• **What this task involves**:
Look at each line of the records and count those with "sqlx" in them. Please answer with the count alone.

(Collected data)

//! API error type and its HTTP mapping.

use axum::{
    http::StatusCode,
    response::{IntoResponse, Response},
    Json,
};
use mailstack_billing::BillingError;
use serde_json::json;
use thiserror::Error;

pub type ApiResult<T> = Result<T, ApiError>;

#[derive(Debug, Error)]
pub enum ApiError {
    #[error("Authentication required")]
    Unauthorized,

    #[error("Invalid request: {0}")]
    Validation(String),

    #[error("Not found")]
    NotFound,

    #[error(transparent)]
    Billing(#[from] BillingError),

    #[error("Database error: {0}")]
    Database(String),
}

impl From<sqlx::Error> for ApiError {
    fn from(e: sqlx::Error) -> Self {
        Self::Database(e.to_string())
    }
}

impl ApiError {
    /// Stable machine-readable code for the JSON body.
    fn code(&self) -> &'static str {
        match self {
            Self::Unauthorized => "unauthorized",
            Self::Validation(_) => "validation_error",
            Self::NotFound => "not_found",
            Self::Database(_) => "internal_error",
            Self::Billing(e) => match e {
                BillingError::Validation(_) => "validation_error",
                BillingError::WebhookSignatureInvalid => "invalid_signature",
                BillingError::NotFound(_) => "not_found",
                BillingError::MailboxExists(_) => "mailbox_exists",
                BillingError::InsufficientBalance { .. } => "insufficient_balance",
                BillingError::NoCapacity => "no_capacity",
                BillingError::NoActiveSubscription(_) => "no_active_subscription",
                BillingError::ConcurrentModification => "conflict",
                BillingError::Stripe(_) => "payment_provider_error",
                BillingError::Registrar(_) => "registrar_error",
                BillingError::Database(_) | BillingError::Internal(_) => "internal_error",
            },
        }
    }

    fn status(&self) -> StatusCode {
        match self {
            Self::Unauthorized => StatusCode::UNAUTHORIZED,
            Self::Validation(_) => StatusCode::BAD_REQUEST,
            Self::NotFound => StatusCode::NOT_FOUND,
            Self::Database(_) => StatusCode::INTERNAL_SERVER_ERROR,
            Self::Billing(e) => match e {
                BillingError::Validation(_) | BillingError::WebhookSignatureInvalid => {
                    StatusCode::BAD_REQUEST
                }
                BillingError::NotFound(_) => StatusCode::NOT_FOUND,
                BillingError::MailboxExists(_)
                | BillingError::NoCapacity
                | BillingError::NoActiveSubscription(_)
                | BillingError::ConcurrentModification => StatusCode::CONFLICT,
                BillingError::InsufficientBalance { .. } => StatusCode::PAYMENT_REQUIRED,
                BillingError::Stripe(_) | BillingError::Registrar(_) => StatusCode::BAD_GATEWAY,
                BillingError::Database(_) | BillingError::Internal(_) => {
                    StatusCode::INTERNAL_SERVER_ERROR
                }
            },
        }
    }

    /// Internal detail never leaves the server; the client gets a generic
    /// message for 5xx responses.
    fn public_message(&self) -> String {
        match self.status() {
            StatusCode::INTERNAL_SERVER_ERROR | StatusCode::BAD_GATEWAY => {
                if let Self::Billing(BillingError::Stripe(_) | BillingError::Registrar(_)) = self {
                    "Upstream provider error".to_string()
                } else {
                    "Internal server error".to_string()
                }
            }
            _ => self.to_string(),
        }
    }
}

impl IntoResponse for ApiError {
    fn into_response(self) -> Response {
        let status = self.status();

        if status.is_server_error() {
            tracing::error!(error = %self, "Request failed");
        }

        let body = Json(json!({
            "error": self.code(),
            "message": self.public_message(),
        }));

        (status, body).into_response()
    }
}

#[cfg(test)]
mod tests {
    use super::*;

    #[test]
    fn billing_errors_map_to_expected_statuses() {
        let cases = [
            (
                ApiError::Billing(BillingError::Validation("bad".into())),
                StatusCode::BAD_REQUEST,
            ),
            (
                ApiError::Billing(BillingError::NotFound("wallet".into())),
                StatusCode::NOT_FOUND,
            ),
            (
                ApiError::Billing(BillingError::MailboxExists("a@b.com".into())),
                StatusCode::CONFLICT,
            ),
            (
                ApiError::Billing(BillingError::InsufficientBalance {
                    required_cents: 500,
                    available_cents: 100,
                }),
                StatusCode::PAYMENT_REQUIRED,
            ),
            (
                ApiError::Billing(BillingError::NoCapacity),
                StatusCode::CONFLICT,
            ),
            (
                ApiError::Billing(BillingError::NoActiveSubscription("gsuite".into())),
                StatusCode::CONFLICT,
            ),
            (
                ApiError::Billing(BillingError::Stripe("timeout".into())),
                StatusCode::BAD_GATEWAY,
            ),
            (
                ApiError::Billing(BillingError::Database("oops".into())),
                StatusCode::INTERNAL_SERVER_ERROR,
            ),
            (ApiError::Unauthorized, StatusCode::UNAUTHORIZED),
        ];

        for (error, expected) in cases {
            assert_eq!(error.status(), expected, "{error}");
        }
    }

    #[test]
    fn server_errors_do_not_leak_detail() {
        let error = ApiError::Billing(BillingError::Database("password=hunter2".into()));
        assert_eq!(error.public_message(), "Internal server error");

        let error = ApiError::Billing(BillingError::Stripe("sk_live_abc".into()));
        assert_eq!(error.public_message(), "Upstream provider error");
    }
}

• **Answer space**:
2